My name is Andrea, at the age of 38 I was living a normal, busy life that I loved. You could find me working as a realtor in St. John’s and raising two beautiful children with my amazing husband. Life was busy, especially the week before Christmas. You know the one, filled with social activities, too many treats, late bedtimes, shopping, wrapping, cleaning, all while balancing work and family commitments.

As the week was nearing a close and I checked off all my to-dos I was energized by the rush of getting so much done so I decided, why not keep going?

It was 9 p.m. when I told my husband I was going to pop out and pick up the turkey and all the trimmings! I kissed my kids goodnight and said I would be back soon. Little did I know routine errands would lead to a life-altering event.

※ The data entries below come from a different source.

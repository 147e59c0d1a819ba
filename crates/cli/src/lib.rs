// SPDX-License-Identifier: MIT
// Copyright (c) 2026 Alfred Jean LLC

//! atrium_cli - command line front end for the Atrium message board.
//!
//! A thin shell over [`atrium_client::SessionCoordinator`]: every command
//! restores the persisted session, lets the coordinator reconcile with the
//! server, performs one action and prints the result.
//!
//! # Main Components
//!
//! - [`Cli`] - argument parsing
//! - [`run`] - command dispatch on a Tokio runtime
//! - [`Error`] - user-facing errors with hints

mod cli;
mod commands;
mod display;
mod logging;

pub mod error;

pub use cli::{Cli, Command, CredentialArgs, GlobalArgs, OutputFormat};
pub use error::{Error, Result};

/// Execute a parsed command line.
pub fn run(cli: Cli) -> Result<()> {
    logging::setup_logging(cli.global.verbose);

    let runtime = tokio::runtime::Builder::new_multi_thread()
        .enable_all()
        .build()?;
    runtime.block_on(dispatch(cli))
}

async fn dispatch(cli: Cli) -> Result<()> {
    let ctx = commands::Context::open(&cli.global)?;
    match cli.command {
        Command::Login {
            username,
            credentials,
            register,
            bio,
        } => commands::auth::login(&ctx, &username, credentials, register, &bio).await,
        Command::Register {
            username,
            credentials,
            bio,
        } => commands::auth::register(&ctx, &username, credentials, &bio).await,
        Command::Logout => commands::auth::logout(&ctx),
        Command::Status { output } => commands::status::run(&ctx, output).await,
        Command::History {
            older,
            limit,
            output,
        } => commands::history::run(&ctx, older, limit, output).await,
        Command::Send { text } => commands::send::run(&ctx, &text).await,
        Command::Read => commands::read::run(&ctx).await,
        Command::Watch { backlog } => commands::watch::run(&ctx, backlog).await,
    }
}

Navigating the grocery store aisles, an unsettling feeling overcame me. Initially thinking it was anxiety, I kept shopping. However, persistent unease led me to stay in the produce section, where I noticed someone working nearby. I called my husband, sharing my exhaustion, worry and discomfort. As I spoke to him, the tightness in my chest got worse, feeling like a knife stabbing through me.

I told my husband I was not coming home. I stumbled towards a produce worker with my hand on my chest, barely able to talk, I managed to tell him that I needed an ambulance, telling him to call 911. The next thing I knew, I keeled over on top of the melons. Two employees rushed to my aid. One got me a chair, and another ran to the pharmacy and came back with two aspirins and said, “this is gonna taste horrible but chew it”.

At 38, while shopping for a Christmas turkey, I suffered a heart attack.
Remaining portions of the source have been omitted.